The current Zika epidemic in Latin America is likely to be largely over within three years, a new study showed Thursday.
That's because people are unlikely to be infected with Zika twice, according to the study published in the U.S. journal Science.
The resulting herd immunity, when a large percentage of a population has become immune to an infection, will likely then delay the next large Zika epidemic for more than a decade.
"This study uses all available data to provide an understanding of how the disease will unfold -- and allows us to gauge the threat in the imminent future," lead author Neil Ferguson, professor of the Imperial College London, said in a statement.
"Our analysis suggests that Zika spread is not containable, but that the epidemic will burn itself out within 2-3 years."
The Zika virus is carried by the Aedes aegypti mosquito, but the study cautioned any large-scale government programs to target the mosquitoes may have limited impact.
"The virus is very similar to the dengue virus, and transmitted by the same mosquito.

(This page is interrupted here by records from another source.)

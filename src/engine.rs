//! # Matching engine (§4.5)
//!
//! `MatchingEngine` wraps a [`ModelHandle`] and a pool of reusable
//! [`EvaluationContext`]s behind a `parking_lot::Mutex`, grounded on the
//! teacher's `incremental` module, which pools `Arc<Mutex<EvaluationState>>`
//! scratch buffers across incremental-update calls rather than allocate
//! one per call. Matching follows the same shape here: checking out a
//! context, running the counting algorithm, and returning it.
//!
//! ## The counting algorithm
//!
//! 1. Load the current model (one atomic pointer read).
//! 2. For every attribute on the event, dispatch to the evaluator for
//!    that attribute's value kind, which marks each predicate that
//!    holds true by incrementing a per-combination counter for every
//!    combination the inverted index says requires that predicate.
//! 3. For every field carrying a null-check predicate that the event's
//!    attributes never visited, run the null evaluator once more with
//!    `present = false`.
//! 4. A combination is satisfied when its counter equals its required
//!    predicate count; combinations with zero required predicates
//!    (rules authored with an empty condition list) are always
//!    satisfied regardless of the event.
//! 5. Collect the logical rules of every satisfied combination, sort by
//!    descending priority (ties broken by ascending `rule_code`), and
//!    apply the requested [`SelectionStrategy`].

use crate::error::EvaluationError;
use crate::evaluators::{equality, null_ops, range, string_ops};
use crate::metrics::Metrics;
use crate::model::{EngineModel, ModelHandle, RuleRef};
use crate::trace::{PredicateOutcome, Trace, TraceLevel};
use crate::value::ConditionValue;
use parking_lot::Mutex;
use roaring::RoaringBitmap;
use serde::Serialize;
use std::collections::{HashMap, HashSet};
use std::time::Instant;

/// A single inbound event: an opaque id plus a flat attribute map.
/// Attribute names are matched against field names exactly as they were
/// authored in rules (case is normalized downstream by the dictionary).
#[derive(Debug, Clone)]
pub struct Event {
    pub event_id: String,
    pub attributes: HashMap<String, ConditionValue>,
}

impl Event {
    pub fn new(event_id: impl Into<String>) -> Self {
        Self {
            event_id: event_id.into(),
            attributes: HashMap::new(),
        }
    }

    pub fn with_attribute(mut self, field: impl Into<String>, value: ConditionValue) -> Self {
        self.attributes.insert(field.into(), value);
        self
    }
}

/// Whether `match_event` returns every satisfied rule or stops at the
/// first (highest-priority) one.
#[derive(Debug, Clone, Copy, PartialEq, Eq, Default)]
pub enum SelectionStrategy {
    #[default]
    AllMatches,
    FirstMatch,
}

#[derive(Debug, Clone, Serialize)]
pub struct MatchedRule {
    pub rule_code: String,
    pub priority: i64,
    pub description: Option<String>,
}

#[derive(Debug, Clone, Serialize)]
pub struct MatchResult {
    pub matched_rules: Vec<MatchedRule>,
    pub evaluation_time_ns: u64,
    pub predicates_evaluated: usize,
    /// Distinct combinations whose true-predicate counter was inspected
    /// this call (touched combinations plus always-true ones) — the
    /// "combination-evaluation count" §4.5 describes, reported under
    /// this name to match the wire shape in §6.
    pub rules_evaluated: usize,
    pub trace: Option<Trace>,
    /// Per-event evaluation errors (e.g. a non-numeric value on a field
    /// that carries a numeric predicate). Isolated to this call — they
    /// never abort matching, and the field is simply skipped for the
    /// mismatched evaluator (see §7).
    pub errors: Vec<EvaluationError>,
}

/// Per-call tuning: an optional predicate eligibility filter (restricts
/// which predicates evaluators are allowed to mark true, e.g. for
/// partial re-evaluation), the trace verbosity, and the selection
/// strategy.
#[derive(Debug, Clone, Default)]
pub struct MatchOptions {
    pub eligibility: Option<RoaringBitmap>,
    pub trace_level: TraceLevel,
    pub strategy: SelectionStrategy,
}

/// Reusable scratch space for one `match_event` call. Sized to the
/// model's combination count and cleared in O(touched) via a
/// generation tag rather than a full O(M) sweep per call.
pub struct EvaluationContext {
    true_counts: Vec<u32>,
    generation_marks: Vec<u64>,
    generation: u64,
    touched: Vec<u32>,
    visited_fields: HashSet<u32>,
    predicates_evaluated: usize,
    trace_level: TraceLevel,
    trace: Option<Trace>,
}

impl Default for EvaluationContext {
    fn default() -> Self {
        Self::new()
    }
}

impl EvaluationContext {
    pub fn new() -> Self {
        Self {
            true_counts: Vec::new(),
            generation_marks: Vec::new(),
            generation: 0,
            touched: Vec::new(),
            visited_fields: HashSet::new(),
            predicates_evaluated: 0,
            trace_level: TraceLevel::None,
            trace: None,
        }
    }

    fn begin(&mut self, model: &EngineModel, trace_level: TraceLevel) {
        let combinations = model.combination_count();
        if self.true_counts.len() < combinations {
            self.true_counts.resize(combinations, 0);
            self.generation_marks.resize(combinations, 0);
        }
        self.generation += 1;
        self.touched.clear();
        self.visited_fields.clear();
        self.predicates_evaluated = 0;
        self.trace_level = trace_level;
        self.trace = if trace_level > TraceLevel::None { Some(Trace::default()) } else { None };
    }

    pub(crate) fn increment(&mut self, combination_id: u32) {
        let idx = combination_id as usize;
        if self.generation_marks[idx] != self.generation {
            self.generation_marks[idx] = self.generation;
            self.true_counts[idx] = 0;
            self.touched.push(combination_id);
        }
        self.true_counts[idx] += 1;
    }

    fn count(&self, combination_id: u32) -> u32 {
        let idx = combination_id as usize;
        if self.generation_marks[idx] == self.generation {
            self.true_counts[idx]
        } else {
            0
        }
    }

    pub(crate) fn record_predicate_evaluated(&mut self) {
        self.predicates_evaluated += 1;
    }

    pub(crate) fn wants_value_trace(&self) -> bool {
        self.trace_level.captures_values()
    }

    pub(crate) fn trace_predicate(
        &mut self,
        model: &EngineModel,
        field_id: u32,
        predicate_id: u32,
        passed: bool,
        actual: Option<String>,
    ) {
        if !self.trace_level.captures_predicates() {
            return;
        }
        let expected = if self.trace_level.captures_values() {
            Some(format!("{:?}", model.predicate(predicate_id).key.value))
        } else {
            None
        };
        let actual = if self.trace_level.captures_values() { actual } else { None };
        if let Some(trace) = self.trace.as_mut() {
            trace.record_predicate(PredicateOutcome {
                predicate_id,
                field_id,
                passed,
                expected,
                actual,
            });
        }
    }

    fn mark_visited(&mut self, field_id: u32) {
        self.visited_fields.insert(field_id);
    }

    fn visited(&self, field_id: u32) -> bool {
        self.visited_fields.contains(&field_id)
    }
}

/// Holds the live [`ModelHandle`] plus a pool of [`EvaluationContext`]s
/// reused across calls, and a running [`Metrics`] snapshot.
pub struct MatchingEngine {
    model: ModelHandle,
    pool: Mutex<Vec<EvaluationContext>>,
    metrics: Metrics,
}

impl MatchingEngine {
    pub fn new(model: EngineModel) -> Self {
        Self {
            model: ModelHandle::new(model),
            pool: Mutex::new(Vec::new()),
            metrics: Metrics::new(),
        }
    }

    pub fn model_handle(&self) -> &ModelHandle {
        &self.model
    }

    pub fn metrics(&self) -> &Metrics {
        &self.metrics
    }

    fn checkout(&self) -> EvaluationContext {
        self.pool.lock().pop().unwrap_or_default()
    }

    fn checkin(&self, ctx: EvaluationContext) {
        self.pool.lock().push(ctx);
    }

    pub fn match_event(&self, event: &Event, options: &MatchOptions) -> MatchResult {
        let model = self.model.load();
        let started = Instant::now();
        let mut ctx = self.checkout();
        ctx.begin(&model, options.trace_level);

        let mut errors: Vec<EvaluationError> = Vec::new();
        for (field, value) in &event.attributes {
            let field_id = model.field_id(field);
            if field_id == crate::dictionary::UNKNOWN_ID {
                continue;
            }
            ctx.mark_visited(field_id);
            if model.range_index_for(field_id).is_some() && value.as_f64().is_none() {
                errors.push(EvaluationError::TypeMismatch {
                    field: field.clone(),
                    value_type: value.type_name().to_string(),
                });
            }
            evaluate_field(&model, field_id, value, &mut ctx, options.eligibility.as_ref());
        }

        for field_id in model.fields_with_null_predicates().collect::<Vec<_>>() {
            if !ctx.visited(field_id) {
                null_ops::evaluate(&model, field_id, false, &mut ctx, options.eligibility.as_ref());
            }
        }
        for field_id in model.fields_with_none_of_predicates().collect::<Vec<_>>() {
            if !ctx.visited(field_id) {
                equality::evaluate_absent(&model, field_id, &mut ctx, options.eligibility.as_ref());
            }
        }

        let elapsed = started.elapsed();
        let predicates_evaluated = ctx.predicates_evaluated;

        let mut satisfied: Vec<u32> = ctx
            .touched
            .iter()
            .copied()
            .filter(|&id| ctx.count(id) == model.predicate_count_for(id))
            .collect();
        satisfied.extend_from_slice(model.always_match_combinations());
        let combinations_evaluated = satisfied.len();

        let mut by_rule: HashMap<&str, &RuleRef> = HashMap::new();
        for &combination_id in &satisfied {
            for rule_ref in model.rules_for(combination_id) {
                by_rule
                    .entry(rule_ref.rule_code.as_str())
                    .and_modify(|existing| {
                        if rule_ref.priority > existing.priority {
                            *existing = rule_ref;
                        }
                    })
                    .or_insert(rule_ref);
            }
        }

        let mut matched_rules: Vec<MatchedRule> = by_rule
            .into_values()
            .map(|r| MatchedRule {
                rule_code: r.rule_code.clone(),
                priority: r.priority,
                description: r.description.clone(),
            })
            .collect();
        matched_rules.sort_by(|a, b| b.priority.cmp(&a.priority).then_with(|| a.rule_code.cmp(&b.rule_code)));

        if options.strategy == SelectionStrategy::FirstMatch {
            matched_rules.truncate(1);
        }

        let trace = ctx.trace.take();
        self.metrics.record_match(elapsed, matched_rules.len(), predicates_evaluated);
        self.checkin(ctx);

        tracing::debug!(
            event_id = %event.event_id,
            matched = matched_rules.len(),
            predicates_evaluated,
            evaluation_time_ns = elapsed.as_nanos() as u64,
            "match_event complete"
        );

        MatchResult {
            matched_rules,
            evaluation_time_ns: elapsed.as_nanos() as u64,
            predicates_evaluated,
            rules_evaluated: combinations_evaluated,
            errors,
            trace,
        }
    }

    /// Evaluate a single rule against a single event at `TraceLevel::Full`
    /// regardless of the caller's usual trace setting, for diagnosing why
    /// a rule did or did not fire. Returns `None` if `rule_code` is
    /// unknown to the current model.
    pub fn explain(&self, rule_code: &str, event: &Event) -> Option<MatchResult> {
        let model = self.model.load();
        if model.combinations_for_rule(rule_code).is_empty() {
            return None;
        }
        let options = MatchOptions {
            eligibility: None,
            trace_level: TraceLevel::Full,
            strategy: SelectionStrategy::AllMatches,
        };
        let mut result = self.match_event(event, &options);
        result.matched_rules.retain(|r| r.rule_code == rule_code);
        Some(result)
    }
}

fn evaluate_field(
    model: &EngineModel,
    field_id: u32,
    value: &ConditionValue,
    ctx: &mut EvaluationContext,
    eligibility: Option<&RoaringBitmap>,
) {
    if let Some(numeric) = value.as_f64() {
        range::evaluate(model, field_id, numeric, ctx, eligibility);
    }
    if let Some(s) = value.as_str() {
        let uppercased = s.to_uppercase();
        string_ops::evaluate(model, field_id, &uppercased, ctx, eligibility);
    }
    // A list-valued attribute has no single dictionary key of its own.
    // Equality/NOT_EQUAL_TO/IS_NONE_OF predicates compare against one
    // encoded value, and evaluating them once per list element would
    // double-count a NOT_EQUAL_TO/IS_NONE_OF predicate that more than
    // one element satisfies, so list values skip equality dispatch
    // rather than guess at multi-value semantics; range and string
    // dispatch above already no-op for a list since `as_f64`/`as_str`
    // return `None` for it.
    if !matches!(value, ConditionValue::List(_)) {
        let encoded = model.value_id(&value.dictionary_key());
        equality::evaluate(model, field_id, encoded, ctx, eligibility);
    }
    null_ops::evaluate(model, field_id, true, ctx, eligibility);
}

But previous experience with dengue has shown controlling spread to be incredibly difficult," Ferguson said.
"Also, efforts to contain the epidemic would have needed to have been implemented much earlier in the current Zika epidemic to have a major effect -- but by the time we realized the scale of the problem it was too late. "
He cautioned that targeting mosquitoes could actually be counterproductive, because that means the population will take longer to reach the level of herd immunity needed for transmission to stop.